Write out the listing below from the line containing "completes. The scheduler" to its last line, unaltered, ends included.

MATERIAL SHOWN =>
****

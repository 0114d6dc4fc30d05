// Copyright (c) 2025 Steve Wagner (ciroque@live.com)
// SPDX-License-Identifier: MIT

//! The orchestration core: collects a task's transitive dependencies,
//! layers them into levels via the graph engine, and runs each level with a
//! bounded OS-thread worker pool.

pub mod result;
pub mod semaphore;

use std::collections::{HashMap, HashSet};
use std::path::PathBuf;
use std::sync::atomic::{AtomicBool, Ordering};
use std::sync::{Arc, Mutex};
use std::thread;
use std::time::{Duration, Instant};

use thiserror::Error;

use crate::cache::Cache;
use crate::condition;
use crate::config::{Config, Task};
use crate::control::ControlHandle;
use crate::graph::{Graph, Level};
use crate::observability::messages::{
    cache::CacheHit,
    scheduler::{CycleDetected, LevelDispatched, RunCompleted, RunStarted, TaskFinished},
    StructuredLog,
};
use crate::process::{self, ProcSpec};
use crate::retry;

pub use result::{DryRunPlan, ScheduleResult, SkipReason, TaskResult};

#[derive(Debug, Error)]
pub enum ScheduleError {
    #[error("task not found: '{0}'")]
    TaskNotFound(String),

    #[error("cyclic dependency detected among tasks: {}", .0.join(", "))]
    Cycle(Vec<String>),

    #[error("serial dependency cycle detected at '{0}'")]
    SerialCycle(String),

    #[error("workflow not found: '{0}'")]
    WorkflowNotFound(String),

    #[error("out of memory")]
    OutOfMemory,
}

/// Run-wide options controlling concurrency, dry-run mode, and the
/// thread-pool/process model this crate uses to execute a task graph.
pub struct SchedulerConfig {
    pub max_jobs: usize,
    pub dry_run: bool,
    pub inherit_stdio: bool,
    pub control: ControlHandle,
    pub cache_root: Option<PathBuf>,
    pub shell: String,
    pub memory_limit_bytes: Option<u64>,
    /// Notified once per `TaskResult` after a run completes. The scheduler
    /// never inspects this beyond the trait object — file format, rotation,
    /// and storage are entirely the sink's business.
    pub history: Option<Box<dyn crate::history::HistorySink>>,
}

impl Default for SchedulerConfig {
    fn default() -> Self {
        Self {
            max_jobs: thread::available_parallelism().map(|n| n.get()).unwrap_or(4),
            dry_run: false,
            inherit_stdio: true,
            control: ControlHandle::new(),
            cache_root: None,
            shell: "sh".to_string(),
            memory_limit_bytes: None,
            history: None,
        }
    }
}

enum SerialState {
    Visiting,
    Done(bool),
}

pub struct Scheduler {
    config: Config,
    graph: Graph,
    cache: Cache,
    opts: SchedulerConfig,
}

****

RESPONSE TO THE TASK =>
    /// Notified once per `TaskResult` after a run completes. The scheduler
    /// never inspects this beyond the trait object — file format, rotation,
    /// and storage are entirely the sink's business.
    pub history: Option<Box<dyn crate::history::HistorySink>>,
}

impl Default for SchedulerConfig {
    fn default() -> Self {
        Self {
            max_jobs: thread::available_parallelism().map(|n| n.get()).unwrap_or(4),
            dry_run: false,
            inherit_stdio: true,
            control: ControlHandle::new(),
            cache_root: None,
            shell: "sh".to_string(),
            memory_limit_bytes: None,
            history: None,
        }
    }
}

enum SerialState {
    Visiting,
    Done(bool),
}

pub struct Scheduler {
    config: Config,
    graph: Graph,
    cache: Cache,
    opts: SchedulerConfig,
}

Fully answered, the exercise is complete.